2 factors affect sound transmission:
1. increased weight per unit area of panel decreases sound transmission
2. increased frequency of incident sound decreases sound transmission.
Apart from just mass of the panel other factors can affect sound transmission:
- Panel stiffness - at very low frequencies the stiffness (i.e. resistance to deformation) may have more effect than its weight. In this part of the frequency range insulation is termed stiffness controlled.
- Rigid panels - if a rigid panel is struck it will continue to vibrate at frequencies determined by its size, shape, and thickness - this is its "natural frequency" (natural mode of vibration).

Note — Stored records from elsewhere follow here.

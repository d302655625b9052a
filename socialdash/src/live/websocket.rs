use super::{LiveError, LiveEvent, PushConnector, PushLink};
use async_trait::async_trait;
use futures::{SinkExt, StreamExt};
use tokio::sync::mpsc;
use tokio_tungstenite::tungstenite::client::IntoClientRequest;
use tokio_tungstenite::tungstenite::http::header::AUTHORIZATION;
use tokio_tungstenite::tungstenite::http::HeaderValue;
use tokio_tungstenite::tungstenite::Message;
use tracing::{debug, warn};

/// Websocket transport carrying JSON `{"event", "data"}` text frames. The
/// bearer credential goes in the handshake's `Authorization` header.
#[derive(Default, Debug, Clone, Copy)]
pub struct WebSocketConnector;

impl WebSocketConnector {
    pub fn new() -> Self {
        Self
    }
}

#[async_trait]
impl PushConnector for WebSocketConnector {
    async fn connect(&self, url: &str, token: &str) -> Result<PushLink, LiveError> {
        let mut request = url
            .into_client_request()
            .map_err(|e| LiveError::Connect(e.to_string()))?;
        let bearer = HeaderValue::from_str(&format!("Bearer {}", token))
            .map_err(|e| LiveError::Connect(e.to_string()))?;
        request.headers_mut().insert(AUTHORIZATION, bearer);

        let (stream, _response) = tokio_tungstenite::connect_async(request)
            .await
            .map_err(|e| LiveError::Connect(e.to_string()))?;
        let (mut sink, mut source) = stream.split();

        let (outgoing, mut to_server) = mpsc::unbounded_channel::<LiveEvent>();
        let (to_client, incoming) = mpsc::unbounded_channel::<LiveEvent>();

        tokio::spawn(async move {
            while let Some(event) = to_server.recv().await {
                let text = match serde_json::to_string(&event) {
                    Ok(text) => text,
                    Err(e) => {
                        warn!("Dropping unserialisable {} event: {}", event.event, e);
                        continue;
                    }
                };
                if let Err(e) = sink.send(Message::Text(text)).await {
                    warn!("Websocket write failed: {}", e);
                    break;
                }
            }
            if let Err(e) = sink.close().await {
                debug!("Websocket close failed: {}", e);
            }
        });

        tokio::spawn(async move {
            while let Some(frame) = source.next().await {
                match frame {
                    Ok(Message::Text(text)) => match serde_json::from_str::<LiveEvent>(&text) {
                        Ok(event) => {
                            if to_client.send(event).is_err() {
                                break;
                            }
                        }
                        Err(e) => debug!("Ignoring malformed frame: {}", e),
                    },
                    Ok(Message::Close(_)) => break,
                    Ok(_) => {}
                    Err(e) => {
                        warn!("Websocket read failed: {}", e);
                        break;
                    }
                }
            }
        });

        Ok(PushLink { outgoing, incoming })
    }
}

All subsequent frequencies which produce such vibration are called resonant frequencies
and sound insulation will be reduced. This is termed resonance controlled insulation.
Coincident sound - Not all sound striking a panel will strike this at right angles but some will strike this obliquely and these will produce a forced motion in the panel (the trace wavelength).

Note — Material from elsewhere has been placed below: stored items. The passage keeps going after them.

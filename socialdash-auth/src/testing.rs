//! Test doubles for code built on the request pipeline.

use crate::client::escalation::RouteTracker;
use crate::client::token_storage::TokenStore;
use crate::client::AuthContext;
use async_trait::async_trait;
use base64::engine::general_purpose::URL_SAFE_NO_PAD;
use base64::Engine;
use chrono::Utc;
use serde::Serialize;
use serde_json::json;
use socialdash_api::endpoints::auth::UserProfile;
use socialdash_api::{ApiError, ApiRequest, Envelope, HttpResponse, Method, StatusCode, Transport};
use std::collections::{HashMap, VecDeque};
use std::sync::{Arc, Mutex};
use std::time::Duration;

/// Builds an unsigned token whose payload carries `user_id` and `exp`.
pub fn issue_token(user_id: &str, exp: i64) -> String {
    let header = URL_SAFE_NO_PAD.encode(r#"{"alg":"HS256","typ":"JWT"}"#);
    let payload = URL_SAFE_NO_PAD.encode(
        json!({ "user_id": user_id, "iat": exp - 3600, "exp": exp }).to_string(),
    );
    format!("{}.{}.signature", header, payload)
}

pub fn live_token(user_id: &str) -> String {
    issue_token(user_id, Utc::now().timestamp() + 3600)
}

pub fn expired_token(user_id: &str) -> String {
    issue_token(user_id, Utc::now().timestamp() - 60)
}

pub fn sample_user() -> UserProfile {
    UserProfile {
        id: "u1".to_string(),
        email: "ana@example.com".to_string(),
        name: "Ana".to_string(),
        role: "user".to_string(),
    }
}

/// `{STATUS: SUCCESSFUL, DB_DATA: data}` with the given status code.
pub fn envelope_response<T: Serialize>(status: StatusCode, data: T) -> HttpResponse {
    HttpResponse::json(status, &Envelope::successful(data))
}

pub fn ok<T: Serialize>(data: T) -> HttpResponse {
    envelope_response(StatusCode::OK, data)
}

pub fn refresh_ok(token: &str) -> HttpResponse {
    ok(json!({ "access_token": token }))
}

/// A failed response carrying the backend's error fields.
pub fn failure(status: StatusCode, code: Option<&str>, description: Option<&str>) -> HttpResponse {
    HttpResponse::json(
        status,
        &json!({
            "STATUS": "FAILED",
            "ERROR_CODE": code,
            "ERROR_DESCRIPTION": description,
        }),
    )
}

pub fn unauthorized() -> HttpResponse {
    failure(StatusCode::UNAUTHORIZED, None, None)
}

type Responder = Arc<dyn Fn(&ApiRequest, Option<&str>) -> Result<HttpResponse, ApiError> + Send + Sync>;

#[derive(Clone)]
enum Scripted {
    Respond(HttpResponse),
    Fail(ApiError),
    Dynamic(Responder),
}

#[derive(Debug, Clone)]
pub struct RecordedCall {
    pub request: ApiRequest,
    pub bearer: Option<String>,
}

type Route = (Method, String);

/// Scripted [`Transport`]. Each route holds a queue of answers; the last one
/// repeats. Unscripted routes answer 404.
#[derive(Default)]
pub struct MockTransport {
    routes: Mutex<HashMap<Route, VecDeque<Scripted>>>,
    delays: Mutex<HashMap<Route, Duration>>,
    calls: Mutex<Vec<RecordedCall>>,
}

impl MockTransport {
    pub fn new() -> Self {
        Self::default()
    }

    fn push(&self, method: Method, path: &str, scripted: Scripted) -> &Self {
        self.routes
            .lock()
            .unwrap()
            .entry((method, path.to_string()))
            .or_default()
            .push_back(scripted);
        self
    }

    pub fn on(&self, method: Method, path: &str, response: HttpResponse) -> &Self {
        self.push(method, path, Scripted::Respond(response))
    }

    pub fn fail(&self, method: Method, path: &str, error: ApiError) -> &Self {
        self.push(method, path, Scripted::Fail(error))
    }

    /// Answers computed from the request and the bearer it carried.
    pub fn respond_with<F>(&self, method: Method, path: &str, responder: F) -> &Self
    where
        F: Fn(&ApiRequest, Option<&str>) -> Result<HttpResponse, ApiError> + Send + Sync + 'static,
    {
        self.push(method, path, Scripted::Dynamic(Arc::new(responder)))
    }

    pub fn delay(&self, method: Method, path: &str, delay: Duration) -> &Self {
        self.delays
            .lock()
            .unwrap()
            .insert((method, path.to_string()), delay);
        self
    }

    pub fn calls(&self) -> Vec<RecordedCall> {
        self.calls.lock().unwrap().clone()
    }

    pub fn calls_to(&self, path: &str) -> Vec<RecordedCall> {
        self.calls()
            .into_iter()
            .filter(|call| call.request.path == path)
            .collect()
    }

    pub fn count(&self, path: &str) -> usize {
        self.calls_to(path).len()
    }

    fn next(&self, route: &Route) -> Option<Scripted> {
        let mut routes = self.routes.lock().unwrap();
        let queue = routes.get_mut(route)?;
        if queue.len() > 1 {
            queue.pop_front()
        } else {
            queue.front().cloned()
        }
    }
}

#[async_trait]
impl Transport for MockTransport {
    async fn execute(
        &self,
        request: &ApiRequest,
        bearer: Option<&str>,
    ) -> Result<HttpResponse, ApiError> {
        self.calls.lock().unwrap().push(RecordedCall {
            request: request.clone(),
            bearer: bearer.map(str::to_string),
        });

        let route = (request.method.clone(), request.path.clone());
        let delay = self.delays.lock().unwrap().get(&route).copied();
        if let Some(delay) = delay {
            tokio::time::sleep(delay).await;
        }

        match self.next(&route) {
            Some(Scripted::Respond(response)) => Ok(response),
            Some(Scripted::Fail(error)) => Err(error),
            Some(Scripted::Dynamic(responder)) => responder(request, bearer),
            None => Ok(failure(StatusCode::NOT_FOUND, None, Some("No route scripted"))),
        }
    }
}

/// Wires an [`AuthContext`] over in-memory storage, a [`RouteTracker`] at
/// `location`, and the default 1.5s redirect delay.
pub fn context(transport: Arc<MockTransport>, location: &str) -> (AuthContext, Arc<RouteTracker>) {
    let tracker = Arc::new(RouteTracker::new(location));
    let context = AuthContext::new(
        transport,
        TokenStore::in_memory(),
        tracker.clone(),
        Duration::from_millis(1500),
    );
    (context, tracker)
}

/// Stores a logged-in user with `token` as the credential.
pub fn seed_session(store: &TokenStore, token: &str) {
    store.persist_login(&sample_user(), token);
}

When the bending wavelength of the panel is equal to the trace wavelength then transmission increases and insulation is decreased.

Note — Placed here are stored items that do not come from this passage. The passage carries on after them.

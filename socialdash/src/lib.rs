pub mod analytics;
mod app;
pub mod dashboard;
pub mod live;
pub mod logging;
pub mod posts;

pub use analytics::{AnalyticsSnapshot, AnalyticsStore};
pub use app::{run_headless, SocialDash};
pub use dashboard::{DashboardStore, DashboardView, EngagementUpdate, TrailingSeries};
pub use live::{
    LifecycleHooks, LiveError, LiveEvent, LiveUpdateChannel, PushConnector, PushLink,
    Subscription, WebSocketConnector,
};
pub use posts::{ListMode, Pagination, PostCollection, PostCollectionManager, PostFilters};

// Always expose testing module (integration tests need it)
pub mod testing;
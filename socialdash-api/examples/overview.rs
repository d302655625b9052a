use socialdash_api::endpoints::dashboard::DashboardOverview;
use socialdash_api::{ApiError, ApiRequest, Envelope, Request, ReqwestTransport, Transport, BASE_URL};
use std::time::Duration;

#[tokio::main]
pub async fn main() -> Result<(), ApiError> {
    let transport = ReqwestTransport::new(BASE_URL, Duration::from_secs(30))?;

    let req = ApiRequest::from_endpoint(&Request::dashboard().overview())?;
    let response = transport.execute(&req, Some("access_token")).await?;

    if !response.is_success() {
        return Err(response.into_error(req.path));
    }

    let envelope: Envelope<DashboardOverview> = response.envelope()?;
    if let Some(overview) = envelope.into_data() {
        println!("{} posts in total", overview.total_posts.total);
    }
    Ok(())
}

In this frequency region sound transmission is said to be coincidence controlled
- Inter-reflection, standing waves and reverberation - Standing waves are stationary fluctuations in pressure due to the superposition of sound waves moving in the opposite direction.
- Sound Transmission
Types of Auditorium
Basically 3 types:
- for speech
- for music
- multi-purpose
Acoustics for speech
Unamplified speech sounds, at a distance of 3 m:
30 dBA - whispering
60 dBA - lecture voice
70 dBA - loud actor (down to 50 dB after 30 rows of seats)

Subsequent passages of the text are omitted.